Au Maroc, des footballeuses afghanes exilées trouvent de l'espoir sur le terrain - Salam et force
As-salamu alaykum - Manoozh Noori dit qu'elle avait l'impression de mourir quand les Talibans sont revenus en 2021 et ont pris ce qu'elle aimait le plus : jouer au football. Maintenant âgée de 22 ans, elle a quitté l'Afghanistan - un endroit où, selon l'ONU, les femmes font face à une discrimination sévère - et elle joue avec une équipe de femmes réfugiées afghanes qui ont récemment participé à un tournoi innovant au Maroc. Noori a déclaré aux reporters qu'elle s'était demandée si elle voulait rester dans un pays où les femmes étaient empêchées de étudier, de pratiquer des sports ou de faire quoi que ce soit. Les nouvelles autorités prétendent protéger les droits des femmes selon leur interprétation de la religion, mais elles ont interdit aux filles d'aller à l'école après environ 12 ans et ont exclu les femmes de nombreux emplois, services et sports. Avant de partir, Noori a défié la pression familiale pour représenter l'Afghanistan au niveau national ; elle a même dit qu'elle avait enterré ses trophées et médailles dans le jardin familial avant de quitter pour l'Australie. Son équipe, Afghan Women United, a été formée par des joueuses vivant à travers l'Europe et l'Australie depuis 2021.
Leurs premiers matchs internationaux ont eu lieu lors de la série FIFA Unites : Women’s Series au Maroc. Noori a marqué le premier but de l'équipe lors du match d'ouverture contre le Tchad. Elles ont perdu contre le Tchad et la Tunisie mais ont battu la Libye 7-0. Pour les joueuses, simplement participer était une victoire. Le président de la FIFA a qualifié leur participation de "belle histoire" pour les filles et les femmes partout. L'ancienne joueuse nationale Nilab Mohammadi, 28 ans, qui a autrefois été soldate, a dit que le football n'est "pas juste un sport - cela représente la vie et l'espoir." Elle a ajouté qu'il restait peu de liberté pour les femmes en Afghanistan, et maintenant l'équipe vise à être la voix de ces femmes. La milieu de terrain Mina Ahmadi, 20 ans, a dit qu'un rêve leur avait été pris à la maison, mais que la reconnaissance de la FIFA semblait faire partie de ce rêve qui revenait. Maintenant qu'elle étudie les sciences médicales en Australie, elle a dit que ce nouveau chapitre est un moment joyeux qu'elles comptent continuer à construire.

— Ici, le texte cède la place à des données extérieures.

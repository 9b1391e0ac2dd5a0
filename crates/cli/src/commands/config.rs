use std::env;
use std::fs;
use std::path::{Path, PathBuf};

use compass_core::config::{AppConfig, LoadOptions};
use secrecy::{ExposeSecret, SecretString};
use toml::Value;

struct Entry {
    key: &'static str,
    env_keys: &'static [&'static str],
    value: String,
}

pub fn run() -> String {
    let config = match AppConfig::load(LoadOptions::default()) {
        Ok(config) => config,
        Err(error) => return format!("config validation failed: {error}"),
    };

    let config_file_path = detect_config_path();
    let config_file_doc = load_config_file_doc(config_file_path.as_deref());

    let mut lines = vec!["effective config (source precedence: env > file > default):".to_string()];
    for entry in entries(&config) {
        let source = field_source(
            entry.key,
            entry.env_keys,
            config_file_doc.as_ref(),
            config_file_path.as_deref(),
        );
        lines.push(format!("- {} = {} (source: {source})", entry.key, entry.value));
    }

    lines.join("\n")
}

fn entries(config: &AppConfig) -> Vec<Entry> {
    let server = &config.server;
    let hubspot = &config.hubspot;
    let aggregation = &config.aggregation;

    vec![
        Entry {
            key: "server.bind_address",
            env_keys: &["COMPASS_SERVER_BIND_ADDRESS"],
            value: server.bind_address.clone(),
        },
        Entry {
            key: "server.port",
            env_keys: &["COMPASS_SERVER_PORT"],
            value: server.port.to_string(),
        },
        Entry {
            key: "server.graceful_shutdown_secs",
            env_keys: &["COMPASS_SERVER_GRACEFUL_SHUTDOWN_SECS"],
            value: server.graceful_shutdown_secs.to_string(),
        },
        Entry {
            key: "hubspot.access_token",
            env_keys: &["COMPASS_HUBSPOT_ACCESS_TOKEN", "HUBSPOT_ACCESS_TOKEN"],
            value: redact_secret(hubspot.access_token.as_ref()),
        },
        Entry {
            key: "hubspot.refresh_token",
            env_keys: &["COMPASS_HUBSPOT_REFRESH_TOKEN", "HUBSPOT_REFRESH_TOKEN"],
            value: redact_secret(hubspot.refresh_token.as_ref()),
        },
        Entry {
            key: "hubspot.client_id",
            env_keys: &["COMPASS_HUBSPOT_CLIENT_ID", "HUBSPOT_CLIENT_ID"],
            value: hubspot.client_id.clone().unwrap_or_else(|| "<unset>".to_string()),
        },
        Entry {
            key: "hubspot.client_secret",
            env_keys: &["COMPASS_HUBSPOT_CLIENT_SECRET", "HUBSPOT_CLIENT_SECRET"],
            value: redact_secret(hubspot.client_secret.as_ref()),
        },
        Entry {
            key: "hubspot.api_base",
            env_keys: &["COMPASS_HUBSPOT_API_BASE"],
            value: hubspot.api_base.clone(),
        },
        Entry {
            key: "hubspot.timeout_secs",
            env_keys: &["COMPASS_HUBSPOT_TIMEOUT_SECS"],
            value: hubspot.timeout_secs.to_string(),
        },
        Entry {
            key: "aggregation.dashboard_page_limit",
            env_keys: &["COMPASS_AGGREGATION_DASHBOARD_PAGE_LIMIT"],
            value: aggregation.dashboard_page_limit.to_string(),
        },
        Entry {
            key: "aggregation.context_page_limit",
            env_keys: &["COMPASS_AGGREGATION_CONTEXT_PAGE_LIMIT"],
            value: aggregation.context_page_limit.to_string(),
        },
        Entry {
            key: "logging.level",
            env_keys: &["COMPASS_LOGGING_LEVEL", "COMPASS_LOG_LEVEL"],
            value: config.logging.level.clone(),
        },
        Entry {
            key: "logging.format",
            env_keys: &["COMPASS_LOGGING_FORMAT", "COMPASS_LOG_FORMAT"],
            value: format!("{:?}", config.logging.format),
        },
    ]
}

fn detect_config_path() -> Option<PathBuf> {
    ["compass.toml", "config/compass.toml"].into_iter().map(PathBuf::from).find(|p| p.exists())
}

fn load_config_file_doc(path: Option<&Path>) -> Option<Value> {
    let path = path?;
    let raw = fs::read_to_string(path).ok()?;
    raw.parse::<Value>().ok()
}

fn field_source(
    key_path: &str,
    env_keys: &[&str],
    config_file_doc: Option<&Value>,
    config_file_path: Option<&Path>,
) -> String {
    if let Some(env_key) = env_keys.iter().find(|key| env::var_os(key).is_some()) {
        return format!("env ({env_key})");
    }

    if let Some(doc) = config_file_doc {
        if contains_path(doc, key_path) {
            let file_path = config_file_path
                .map(|path| path.display().to_string())
                .unwrap_or_else(|| "config file".to_string());
            return format!("file ({file_path})");
        }
    }

    "default".to_string()
}

fn contains_path(root: &Value, key_path: &str) -> bool {
    let mut current = root;
    for key in key_path.split('.') {
        let Some(next) = current.get(key) else {
            return false;
        };
        current = next;
    }
    true
}

/// Keeps the token family prefix (`pat-`, `CJ-`) so operators can tell
/// credentials apart without exposing them.
fn redact_secret(secret: Option<&SecretString>) -> String {
    let Some(secret) = secret else {
        return "<unset>".to_string();
    };

    let trimmed = secret.expose_secret().trim();
    if trimmed.is_empty() {
        return "<empty>".to_string();
    }

    if let Some((prefix, _)) = trimmed.split_once('-') {
        return format!("{prefix}-***");
    }

    "<redacted>".to_string()
}

#[cfg(test)]
mod tests {
    use secrecy::SecretString;
    use toml::Value;

    use super::{contains_path, redact_secret};

    #[test]
    fn secrets_keep_only_their_prefix() {
        let token = SecretString::from("pat-na1-11111111-2222");
        assert_eq!(redact_secret(Some(&token)), "pat-***");
        assert_eq!(redact_secret(Some(&SecretString::from("opaque"))), "<redacted>");
        assert_eq!(redact_secret(Some(&SecretString::from("  "))), "<empty>");
        assert_eq!(redact_secret(None), "<unset>");
    }

    #[test]
    fn dotted_paths_resolve_against_toml() {
        let doc: Value = "[hubspot]\napi_base = \"http://localhost\"\n".parse().expect("toml");
        assert!(contains_path(&doc, "hubspot.api_base"));
        assert!(!contains_path(&doc, "hubspot.access_token"));
        assert!(!contains_path(&doc, "server.port"));
    }
}
fn validate_aggregation(aggregation: &AggregationConfig) -> Result<(), ConfigError> {
    if aggregation.dashboard_page_limit == 0 || aggregation.context_page_limit == 0 {
        return Err(ConfigError::Validation(
            "aggregation page limits must be greater than zero".to_string(),
        ));
    }

    Ok(())
}

fn validate_logging(logging: &LoggingConfig) -> Result<(), ConfigError> {
    let level = logging.level.trim().to_ascii_lowercase();
    match level.as_str() {
        "trace" | "debug" | "info" | "warn" | "error" => Ok(()),
        _ => Err(ConfigError::Validation(
            "logging.level must be one of trace|debug|info|warn|error".to_string(),
        )),
    }
}

fn read_env(key: &str) -> Option<String> {
    env::var(key).ok().filter(|value| !value.trim().is_empty())
}

fn parse_u16(key: &str, value: &str) -> Result<u16, ConfigError> {
    value.parse::<u16>().map_err(|_| ConfigError::InvalidEnvOverride {
        key: key.to_string(),
        value: value.to_string(),
    })
}

fn parse_u64(key: &str, value: &str) -> Result<u64, ConfigError> {
    value.parse::<u64>().map_err(|_| ConfigError::InvalidEnvOverride {
        key: key.to_string(),
        value: value.to_string(),
    })
}

fn parse_usize(key: &str, value: &str) -> Result<usize, ConfigError> {
    value.parse::<usize>().map_err(|_| ConfigError::InvalidEnvOverride {
        key: key.to_string(),
        value: value.to_string(),
    })
}

#[derive(Debug, Default, Deserialize)]
struct ConfigPatch {
    server: Option<ServerPatch>,
    hubspot: Option<HubSpotPatch>,
    aggregation: Option<AggregationPatch>,
    logging: Option<LoggingPatch>,
}

#[derive(Debug, Default, Deserialize)]
struct ServerPatch {
    bind_address: Option<String>,
    port: Option<u16>,
    graceful_shutdown_secs: Option<u64>,
}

La FIFA n'a pas encore décidé si l'équipe de réfugiées peut jouer des matchs officiels en tant que sélection nationale afghane, mais les joueuses sont déterminées. Afghan Women United espère être reconnue afin que les femmes afghanes - qui ne peuvent pas jouer chez elles - puissent être représentées. Les gens qui les ont aidées à s'installer en Australie les qualifient d'incroyables et d'inspirantes pour avoir surmonté tant de choses juste pour jouer. Pour ces femmes, le football signifie liberté. Ahmadi a dit qu'elle rêve encore de jouer en Europe, tout en reconnaissant combien il est difficile de vivre dans un pays où on n'a pas grandi et de manquer sa famille et ses amis. Malgré cela, elles continuent d'avancer - avec foi, résilience et l'amour du jeu.